Keywords: Particle swarm optimization; Genetic algorithm; Constraint optimization; PSO-GA
[2]
Kalyanmoy Deb,
An efficient constraint handling method for genetic algorithms,
Computer Methods in Applied Mechanics and Engineering,
Volume 186, Issues 2–4,
2000,
Pages 311-338,
ISSN 0045-7825,
https://doi.org/10.1016/S0045-7825(99)00389-8.
(https://www.sciencedirect.com/science/article/pii/S0045782599003898)

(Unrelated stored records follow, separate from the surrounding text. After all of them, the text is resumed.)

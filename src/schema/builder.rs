//! Field declarations for schema-annotated types.
//!
//! A type becomes a schema root by implementing [`Serializable`]: it lists its
//! fields in declaration order, each with an accessor and its directives.
//!
//! ```rust
//! use anvil::{Directive, ElementKind, Schema, Serializable};
//!
//! #[derive(Debug, Default)]
//! struct Track {
//!     title: String,
//!     points: Vec<i32>,
//!     cached: bool,
//! }
//!
//! impl Serializable for Track {
//!     fn declare(schema: Schema<Self>) -> Schema<Self> {
//!         schema
//!             .field("title", |t| &mut t.title)
//!             .field_with("points", |t| &mut t.points, &[
//!                 Directive::rename("pts"),
//!                 Directive::array(ElementKind::Int),
//!             ])
//!             .field_with("cached", |t| &mut t.cached, &[Directive::Ignore])
//!     }
//! }
//!
//! anvil::impl_serializable!(Track);
//! ```

use crate::convert::FieldValue;
use crate::error::DeserializeError;
use crate::extract::Shape;
use crate::schema::{DeclaredType, Directive};
use serde_json::Value;

/// Marks a type as a schema root and declares its fields.
///
/// Pair it with [`impl_serializable!`](crate::impl_serializable) to get the
/// memoized deserialization routine.
pub trait Serializable: Default + Sized + 'static {
    /// Declare fields on `schema`, in declaration order.
    fn declare(schema: Schema<Self>) -> Schema<Self>;
}

/// Writes one converted value into its field of `T`.
pub(crate) type Assign<T> =
    Box<dyn Fn(&mut T, &Value, &Shape) -> Result<(), DeserializeError> + Send + Sync>;

/// The part of a field declaration the analyzer reads.
#[derive(Debug, Clone)]
pub struct FieldSpec {
    name: &'static str,
    declared: DeclaredType,
    directives: Vec<Directive>,
}

impl FieldSpec {
    pub fn new(name: &'static str, declared: DeclaredType, directives: Vec<Directive>) -> Self {
        FieldSpec {
            name,
            declared,
            directives,
        }
    }

    /// Declared field name.
    pub fn name(&self) -> &'static str {
        self.name
    }

    pub fn declared(&self) -> &DeclaredType {
        &self.declared
    }

    pub fn directives(&self) -> &[Directive] {
        &self.directives
    }
}

pub(crate) struct FieldDecl<T> {
    spec: FieldSpec,
    assign: Assign<T>,
}

impl<T> FieldDecl<T> {
    pub(crate) fn into_parts(self) -> (FieldSpec, Assign<T>) {
        (self.spec, self.assign)
    }
}

/// Ordered field declarations of `T`.
pub struct Schema<T> {
    fields: Vec<FieldDecl<T>>,
}

impl<T: 'static> Schema<T> {
    pub fn new() -> Self {
        Schema { fields: Vec::new() }
    }

    /// Declare a field with no directives.
    pub fn field<F, A>(self, name: &'static str, access: A) -> Self
    where
        F: FieldValue + 'static,
        A: Fn(&mut T) -> &mut F + Send + Sync + 'static,
    {
        self.field_with(name, access, &[])
    }

    /// Declare a field carrying `directives`.
    pub fn field_with<F, A>(mut self, name: &'static str, access: A, directives: &[Directive]) -> Self
    where
        F: FieldValue + 'static,
        A: Fn(&mut T) -> &mut F + Send + Sync + 'static,
    {
        let spec = FieldSpec::new(name, F::declared_type(), directives.to_vec());
        let assign: Assign<T> = Box::new(move |target, value, shape| {
            *access(target) = F::extract(value, shape)?;
            Ok(())
        });
        self.fields.push(FieldDecl { spec, assign });
        self
    }

    pub fn fields(&self) -> impl Iterator<Item = &FieldSpec> {
        self.fields.iter().map(|decl| &decl.spec)
    }

    pub fn len(&self) -> usize {
        self.fields.len()
    }

    pub fn is_empty(&self) -> bool {
        self.fields.is_empty()
    }

    pub(crate) fn into_decls(self) -> Vec<FieldDecl<T>> {
        self.fields
    }
}

impl<T: Serializable> Schema<T> {
    /// The schema `T` declares for itself.
    pub fn declared() -> Self {
        T::declare(Schema::new())
    }
}

impl<T: 'static> Default for Schema<T> {
    fn default() -> Self {
        Self::new()
    }
}
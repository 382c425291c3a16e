//! Schema declarations and analysis
//!
//! Types declare their fields and per-field directives; the analyzer turns a
//! declaration into an immutable extraction plan.

pub mod analyzer;
pub mod builder;
pub mod directive;
pub mod types;

pub use analyzer::{analyze, resolve_field};
pub use builder::{FieldSpec, Schema, Serializable};
pub use directive::{ArrayArgs, DictionaryArgs, Dimension, Directive, ElementKind, RenameArgs};
pub use types::{DeclaredType, ElementType, TypeForm, TypeRef};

Abstract: Many real-world search and optimization problems involve inequality and/or equality constraints and are thus posed as constrained optimization problems. In trying to solve constrained optimization problems using genetic algorithms (GAs) or classical optimization methods, penalty function methods have been the most popular approach, because of their simplicity and ease of implementation. However, since the penalty function approach is generic and applicable to any type of constraint (linear or nonlinear), their performance is not always satisfactory. Thus, researchers have developed sophisticated penalty functions specific to the problem at hand and the search algorithm used for optimization. However, the most difficult aspect of the penalty function approach is to find appropriate penalty parameters needed to guide the search towards the constrained optimum. In this paper, GA's population-based approach and ability to make pair-wise comparison in tournament selection operator are exploited to devise a penalty function approach that does not require any penalty parameter. Careful comparisons among feasible and infeasible solutions are made so as to provide a search direction towards the feasible region. Once sufficient feasible solutions are found, a niching method (along with a controlled mutation operator) is used to maintain diversity among feasible solutions. This allows a real-parameter GA's crossover operator to continuously find better feasible solutions, gradually leading the search near the true optimum solution. GAs with this constraint handling approach have been tested on nine problems commonly used in the literature, including an engineering design problem. In all cases, the proposed approach has been able to repeatedly find solutions closer to the true optimum solution than that reported earlier.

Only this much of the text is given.